Manchester Mayoral Candidate Calls for Homes for All
As part of his plan to create homes for all, Manchester mayoral candidate Andy Burnham has called for councils to receive a fund to help them purchase private rental homes in a poor state of repair.
The Labour MP also pledged to introduce a licensing scheme for private landlords across Greater Manchester, and gain powers to regulate rent rises and property standards, if he is elected as mayor.
In a blog for Inside Housing magazine, Burnham proposed measures to tackle the housing crisis and drive out the “scourge of absent, private landlords that bedevils much of Greater Manchester”.
Burnham suggests that councils should be provided with loan finance to buy out private landlords if they believe they are not keeping their properties up to the decent homes standard.
His plans for a community buy-back fund would “have a number of benefits”, he says.
He explains: “First, it will quickly expand public housing stock. Second, it will bring rents down to an affordable level. Third, it will enhance the ability of councils to turn around struggling neighbourhoods. Fourth, it will bring down the housing benefit bill.”
However, the Head of Policy, Public Affairs and Research at the National Landlords Association (NLA), Chris Norris, has hit back at the suggestions of rent controls and licensing scheme.
“What is disappointing is the almost immediate reversion to policies of intervention and control, which are both outmoded and proven to fail,” he says. “The people of Greater Manchester deserve better than promises to seek powers to cap rents and drive investment from the area by licensing the good and well-meaning whilst the criminally negligent continue to ignore the law.”
But Norris adds that Burnham was “right to recognise the paramount importance of having a home” and to create homes of different tenure.
He seemed to applaud the policy to buy out rogue landlords, but is cautious: “We might question whether the local community will thank Mr. Burnham for effectively rewarding the poor and sometimes criminal performance of bad landlords with a golden handshake.”
Norris suggests that Burnham may be better to work with good landlords in Manchester and ensure they are “treated like the valuable part of the community they are, so they could help lead the local buy-back he so desires”.
Burnham also wants to increase council and social housing across Greater Manchester’s ten boroughs by extending the £300m housing fund to pay for these homes. Currently, the fund is limited to commercially-led housing development.
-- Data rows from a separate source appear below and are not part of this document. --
//! Difficulty tiers and the in-run speed ramp

use serde::{Deserialize, Serialize};

/// Difficulty tier presets
#[derive(Debug, Clone, Copy, PartialEq, Eq, Hash, Serialize, Deserialize, Default)]
#[serde(rename_all = "lowercase")]
pub enum Difficulty {
    #[default]
    Easy,
    Medium,
    Hard,
}

impl Difficulty {
    pub const ALL: [Difficulty; 3] = [Difficulty::Easy, Difficulty::Medium, Difficulty::Hard];

    /// Storage/wire identifier
    pub fn as_str(&self) -> &'static str {
        match self {
            Difficulty::Easy => "easy",
            Difficulty::Medium => "medium",
            Difficulty::Hard => "hard",
        }
    }

    /// Display name
    pub fn label(&self) -> &'static str {
        match self {
            Difficulty::Easy => "Easy",
            Difficulty::Medium => "Medium",
            Difficulty::Hard => "Hard",
        }
    }

    pub fn from_str(s: &str) -> Option<Self> {
        match s.trim().to_lowercase().as_str() {
            "easy" => Some(Difficulty::Easy),
            "medium" | "med" => Some(Difficulty::Medium),
            "hard" => Some(Difficulty::Hard),
            _ => None,
        }
    }

    /// Scroll speed at the start of a run (units/tick)
    pub fn base_speed(&self) -> f32 {
        match self {
            Difficulty::Easy => 2.0,
            Difficulty::Medium => 4.0,
            Difficulty::Hard => 6.0,
        }
    }

    /// Time between obstacle spawns
    pub fn spawn_interval_ms(&self) -> f32 {
        match self {
            Difficulty::Easy => 2500.0,
            Difficulty::Medium => 1800.0,
            Difficulty::Hard => 1200.0,
        }
    }

    /// Time between speed increments
    pub fn ramp_interval_ms(&self) -> f32 {
        match self {
            Difficulty::Easy => 1000.0,
            Difficulty::Medium => 900.0,
            Difficulty::Hard => 700.0,
        }
    }

    /// Speed added per ramp step
    pub fn ramp_step(&self) -> f32 {
        match self {
            Difficulty::Easy => 0.01,
            Difficulty::Medium => 0.02,
            Difficulty::Hard => 0.03,
        }
    }
}

/// Scroll speed for the current run.
///
/// Speed only ever grows during a run; there is no cap.
#[derive(Debug, Clone, PartialEq)]
pub struct SpeedController {
    difficulty: Difficulty,
    speed: f32,
    since_ramp_ms: f32,
}

impl SpeedController {
    pub fn new(difficulty: Difficulty) -> Self {
        Self {
            difficulty,
            speed: difficulty.base_speed(),
            since_ramp_ms: 0.0,
        }
    }

    /// Back to the tier's base speed with an empty ramp accumulator
    pub fn reset(&mut self, difficulty: Difficulty) {
        *self = Self::new(difficulty);
    }

    pub fn difficulty(&self) -> Difficulty {
        self.difficulty
    }

    /// Current scroll speed (units/tick)
    pub fn speed(&self) -> f32 {
        self.speed
    }

    /// Accumulate elapsed time; returns how many ramp steps were applied
    pub fn advance(&mut self, dt_ms: f32) -> u32 {
        let interval = self.difficulty.ramp_interval_ms();
        self.since_ramp_ms += dt_ms;

        let mut steps = 0;
        while self.since_ramp_ms > interval {
            self.since_ramp_ms -= interval;
            self.speed += self.difficulty.ramp_step();
            steps += 1;
        }
        steps
    }
}
//! Simulation module
//!
//! All gameplay logic lives here. This module must stay free of platform
//! dependencies:
//! - Seeded RNG only
//! - Time only via the `dt_ms` handed to `tick`
//! - Side effects reported as `GameEvent`s, never performed directly

pub mod avatar;
pub mod collision;
pub mod difficulty;
pub mod spawn;
pub mod state;
pub mod tick;

pub use avatar::{Avatar, Escape};
pub use collision::{fits_in_gap, has_passed, hits_obstacle, overlaps_horizontally, touches_coin};
pub use difficulty::{Difficulty, SpeedController};
pub use spawn::{random_gap_center, spawn_obstacle, spawn_particles};
pub use state::{
    Coin, EndCause, GameEvent, GameState, Obstacle, Particle, RunPhase, RunRules,
};
pub use tick::{TickInput, scroll, tick};
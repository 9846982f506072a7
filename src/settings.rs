//! Game settings and preferences
//!
//! Persisted as one JSON value, separately from progression.

use serde::{Deserialize, Serialize};

use crate::leaderboard::MAX_LEADERBOARD_SIZE;
use crate::persistence::{self, KeyValueStore, keys};
use crate::sim::{Difficulty, RunRules};

/// Game settings/preferences
#[derive(Debug, Clone, PartialEq, Serialize, Deserialize)]
#[serde(default)]
pub struct Settings {
    /// Tier for the next run
    pub difficulty: Difficulty,

    // === Rules ===
    /// Flying off the top ends the run
    pub ceiling_is_fatal: bool,

    // === Leaderboard ===
    /// Entries shown per difficulty
    pub leaderboard_size: usize,

    // === Audio ===
    /// Master volume (0.0 - 1.0)
    pub master_volume: f32,
    /// Sound effects volume (0.0 - 1.0)
    pub sfx_volume: f32,
    /// Music volume (0.0 - 1.0)
    pub music_volume: f32,
}

impl Default for Settings {
    fn default() -> Self {
        Self {
            difficulty: Difficulty::Easy,
            ceiling_is_fatal: false,
            leaderboard_size: 3,
            master_volume: 0.1,
            sfx_volume: 1.0,
            music_volume: 0.2,
        }
    }
}

impl Settings {
    /// Pull every field back into its valid range
    pub fn clamp(mut self) -> Self {
        self.master_volume = self.master_volume.clamp(0.0, 1.0);
        self.sfx_volume = self.sfx_volume.clamp(0.0, 1.0);
        self.music_volume = self.music_volume.clamp(0.0, 1.0);
        self.leaderboard_size = self.leaderboard_size.clamp(1, MAX_LEADERBOARD_SIZE);
        self
    }

    /// Rules handed to the simulation
    pub fn rules(&self) -> RunRules {
        RunRules {
            ceiling_is_fatal: self.ceiling_is_fatal,
        }
    }

    pub fn effective_sfx_volume(&self) -> f32 {
        self.master_volume * self.sfx_volume
    }

    pub fn effective_music_volume(&self) -> f32 {
        self.master_volume * self.music_volume
    }

    /// Load settings, defaults if missing or corrupt
    pub fn load(store: &dyn KeyValueStore) -> Self {
        if store.get(keys::SETTINGS).is_none() {
            log::info!("Using default settings");
        }
        persistence::load_json::<Settings>(store, keys::SETTINGS).clamp()
    }

    pub fn save(&self, store: &mut dyn KeyValueStore) {
        match persistence::save_json(store, keys::SETTINGS, self) {
            Ok(()) => log::info!("Settings saved"),
            Err(e) => log::warn!("Failed to save settings: {e}"),
        }
    }
}

#[cfg(test)]
mod tests {
    use super::*;
    use crate::persistence::MemoryStore;

    #[test]
    fn test_round_trip() {
        let mut store = MemoryStore::new();
        let settings = Settings {
            difficulty: Difficulty::Hard,
            ceiling_is_fatal: true,
            leaderboard_size: 5,
            ..Settings::default()
        };
        settings.save(&mut store);
        assert_eq!(Settings::load(&store), settings);
    }

    #[test]
    fn test_missing_fields_use_defaults() {
        let mut store = MemoryStore::new();
        store.set(keys::SETTINGS, r#"{"difficulty":"medium"}"#).unwrap();
        let settings = Settings::load(&store);
        assert_eq!(settings.difficulty, Difficulty::Medium);
        assert_eq!(settings.leaderboard_size, 3);
        assert!(!settings.ceiling_is_fatal);
    }

    #[test]
    fn test_out_of_range_values_clamped() {
        let mut store = MemoryStore::new();
        store
            .set(keys::SETTINGS, r#"{"master_volume":4.0,"leaderboard_size":0}"#)
            .unwrap();
        let settings = Settings::load(&store);
        assert_eq!(settings.master_volume, 1.0);
        assert_eq!(settings.leaderboard_size, 1);
    }

    #[test]
    fn test_corrupt_settings_fall_back() {
        let mut store = MemoryStore::new();
        store.set(keys::SETTINGS, "garbage").unwrap();
        assert_eq!(Settings::load(&store), Settings::default());
    }
}
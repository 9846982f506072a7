//! Obstacle and coin generation
//!
//! Every obstacle is spawned together with exactly one coin centered in its
//! gap. Both enter at the right edge of the playfield.

use glam::Vec2;
use rand::Rng;

use super::state::{Coin, GameState, Obstacle, Particle};
use crate::consts::*;

/// Pick a random gap center for an obstacle.
///
/// Uniform in `[gap/2, height - gap/2]`; falls back to the middle when the
/// playfield is too short to fit a gap.
pub fn random_gap_center<R: Rng>(rng: &mut R, height: f32, gap_height: f32) -> f32 {
    let lo = gap_height / 2.0;
    let hi = height - gap_height / 2.0;
    if hi <= lo {
        return height / 2.0;
    }
    rng.random_range(lo..=hi)
}

/// Spawn an obstacle and its coin at the right edge
pub fn spawn_obstacle(state: &mut GameState) {
    let center = random_gap_center(&mut state.rng, state.height, state.gap_height);
    // The gap sits directly above its center line
    let top = center - state.gap_height;
    let bottom = center;
    let x = state.width;

    let id = state.next_entity_id();
    state.obstacles.push(Obstacle {
        id,
        x,
        width: OBSTACLE_WIDTH,
        top,
        bottom,
        passed: false,
    });

    let id = state.next_entity_id();
    state.coins.push(Coin {
        id,
        pos: Vec2::new(x + OBSTACLE_WIDTH / 2.0, top + state.gap_height / 2.0),
        radius: COIN_RADIUS,
        collected: false,
    });
}

/// Burst of sparkles where a coin was picked up
pub fn spawn_particles(state: &mut GameState, pos: Vec2) {
    for _ in 0..PARTICLE_BURST {
        let vel = Vec2::new(
            (state.rng.random::<f32>() - 0.5) * PARTICLE_SPREAD,
            (state.rng.random::<f32>() - 0.5) * PARTICLE_SPREAD,
        );
        state.particles.push(Particle {
            pos,
            vel,
            life: PARTICLE_LIFE_TICKS,
        });
    }
}

/// Move particles and drop expired ones
pub fn update_particles(particles: &mut Vec<Particle>) {
    for p in particles.iter_mut() {
        p.pos += p.vel;
        p.life = p.life.saturating_sub(1);
    }
    particles.retain(|p| p.life > 0);
}

#[cfg(test)]
mod tests {
    use super::*;
    use proptest::prelude::*;
    use rand::SeedableRng;
    use rand_pcg::Pcg32;

    #[test]
    fn test_gap_center_range_over_many_spawns() {
        let mut state = GameState::new(2024);
        let lo = state.gap_height / 2.0;
        let hi = state.height - state.gap_height / 2.0;

        for _ in 0..1000 {
            spawn_obstacle(&mut state);
        }
        assert_eq!(state.obstacles.len(), 1000);
        for o in &state.obstacles {
            assert!(o.bottom >= lo && o.bottom <= hi, "center {} out of range", o.bottom);
            assert_eq!(o.top, o.bottom - state.gap_height);
            assert!(o.top < o.bottom);
            assert!((o.bottom - o.top - GAP_HEIGHT).abs() < 1e-3);
        }
    }

    #[test]
    fn test_coin_sits_in_its_gap() {
        let mut state = GameState::new(5);
        spawn_obstacle(&mut state);
        let o = &state.obstacles[0];
        let c = &state.coins[0];
        assert_eq!(o.x, state.width);
        assert!(!o.passed);
        assert!(!c.collected);
        assert_eq!(c.pos.x, o.x + o.width / 2.0);
        assert!((c.pos.y - o.gap_center()).abs() < 1e-3);
        assert_eq!(c.radius, COIN_RADIUS);
        assert_ne!(o.id, c.id);
    }

    #[test]
    fn test_short_playfield_uses_middle() {
        let mut rng = Pcg32::seed_from_u64(1);
        assert_eq!(random_gap_center(&mut rng, 150.0, 200.0), 75.0);
    }

    #[test]
    fn test_particle_burst_and_decay() {
        let mut state = GameState::new(9);
        spawn_particles(&mut state, Vec2::new(300.0, 300.0));
        assert_eq!(state.particles.len(), PARTICLE_BURST);
        for p in &state.particles {
            assert!(p.vel.x.abs() <= PARTICLE_SPREAD / 2.0);
            assert!(p.vel.y.abs() <= PARTICLE_SPREAD / 2.0);
        }

        for _ in 0..PARTICLE_LIFE_TICKS - 1 {
            update_particles(&mut state.particles);
        }
        assert_eq!(state.particles.len(), PARTICLE_BURST);
        update_particles(&mut state.particles);
        assert!(state.particles.is_empty());
    }

    proptest! {
        #[test]
        fn prop_gap_center_in_range(seed in any::<u64>(), height in 200.0f32..2000.0) {
            let mut rng = Pcg32::seed_from_u64(seed);
            let center = random_gap_center(&mut rng, height, GAP_HEIGHT);
            prop_assert!(center >= GAP_HEIGHT / 2.0);
            prop_assert!(center <= height - GAP_HEIGHT / 2.0);
        }
    }
}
He believes that the majority of the fund should help provide loans and guarantees to councils and housing associations to build more affordable homes to rent.
“A small proportion of the new homes will be designated rent-to-own; available on a long-term lease to people under 35, and giving hope of homeownership to generation rent,” he states.
The Manchester mayoral election will be held in May 2017. Burnham’s opponents are yet to be announced.